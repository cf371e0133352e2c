//! SVG-to-PNG rasterization via the external `rsvg-convert` tool.
//!
//! `rsvg-convert` ships with librsvg (`brew install librsvg` on macOS,
//! `apt install librsvg2-bin` on Debian/Ubuntu). Its absence is fatal to a
//! run and detected up front; an individual conversion failure is
//! recoverable and surfaces through [`RenderError::Conversion`].

use std::path::{Path, PathBuf};
use std::process::Command;

use stratpack_core::render::{Rasterizer, RenderError, check_icon_size};

/// Name of the converter binary looked up on `PATH`.
const CONVERTER_BIN: &str = "rsvg-convert";

/// [`Rasterizer`] backed by the `rsvg-convert` command-line tool.
#[derive(Debug, Clone)]
pub struct RsvgConvert {
    bin: PathBuf,
}

impl RsvgConvert {
    /// Locate `rsvg-convert` on `PATH` and probe that it runs.
    pub fn detect() -> Result<Self, RenderError> {
        let bin = which::which(CONVERTER_BIN).map_err(|_| {
            RenderError::Unavailable(format!(
                "{CONVERTER_BIN} not found on PATH; install librsvg \
                 (brew install librsvg / apt install librsvg2-bin)"
            ))
        })?;

        let probe = Command::new(&bin).arg("--version").output()?;
        if !probe.status.success() {
            return Err(RenderError::Unavailable(format!(
                "{} --version exited with {}",
                bin.display(),
                probe.status
            )));
        }

        let version = String::from_utf8_lossy(&probe.stdout);
        log::debug!("Using {} ({})", bin.display(), version.trim());
        Ok(Self { bin })
    }

    /// Build a converter around an explicit binary path. Used by tests to
    /// point at a stub script.
    pub fn with_binary(bin: impl Into<PathBuf>) -> Self {
        Self { bin: bin.into() }
    }
}

impl Rasterizer for RsvgConvert {
    fn rasterize(&self, src: &Path, dest: &Path, size_px: u32) -> Result<(), RenderError> {
        check_icon_size(size_px)?;

        let output = Command::new(&self.bin)
            .arg("-w")
            .arg(size_px.to_string())
            .arg("-h")
            .arg(size_px.to_string())
            .arg(src)
            .arg("-o")
            .arg(dest)
            .output()?;

        if !output.status.success() {
            return Err(RenderError::Conversion {
                path: src.display().to_string(),
                message: format!(
                    "{} exited with {}: {}",
                    CONVERTER_BIN,
                    output.status,
                    String::from_utf8_lossy(&output.stderr).trim()
                ),
            });
        }

        Ok(())
    }
}

#[cfg(test)]
mod tests {
    use super::*;

    #[cfg(unix)]
    fn stub_converter(dir: &Path, script_body: &str) -> PathBuf {
        use std::os::unix::fs::PermissionsExt;

        let path = dir.join("rsvg-convert-stub");
        std::fs::write(&path, format!("#!/bin/sh\n{script_body}\n")).unwrap();
        let mut perms = std::fs::metadata(&path).unwrap().permissions();
        perms.set_mode(0o755);
        std::fs::set_permissions(&path, perms).unwrap();
        path
    }

    #[test]
    fn test_size_is_validated_before_invocation() {
        let converter = RsvgConvert::with_binary("/nonexistent/rsvg-convert");
        let err = converter
            .rasterize(Path::new("a.svg"), Path::new("a.png"), 8)
            .unwrap_err();
        assert!(matches!(err, RenderError::SizeOutOfRange(8)));
    }

    #[cfg(unix)]
    #[test]
    fn test_successful_conversion() {
        let dir = tempfile::tempdir().unwrap();
        // The stub writes its last argument (the -o target).
        let bin = stub_converter(dir.path(), "for arg do last=$arg; done; echo png > \"$last\"");
        let converter = RsvgConvert::with_binary(bin);

        let dest = dir.path().join("out.png");
        converter
            .rasterize(&dir.path().join("in.svg"), &dest, 126)
            .unwrap();
        assert!(dest.is_file());
    }

    #[cfg(unix)]
    #[test]
    fn test_nonzero_exit_is_a_conversion_error() {
        let dir = tempfile::tempdir().unwrap();
        let bin = stub_converter(dir.path(), "echo 'boom' >&2; exit 1");
        let converter = RsvgConvert::with_binary(bin);

        let err = converter
            .rasterize(&dir.path().join("in.svg"), &dir.path().join("out.png"), 126)
            .unwrap_err();
        match err {
            RenderError::Conversion { message, .. } => assert!(message.contains("boom")),
            other => panic!("expected Conversion error, got {other:?}"),
        }
    }
}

Exercise description: Copy out every line from the material above where the string "tool" turns up.

Response area:
//! SVG-to-PNG rasterization via the external `rsvg-convert` tool.
/// [`Rasterizer`] backed by the `rsvg-convert` command-line tool.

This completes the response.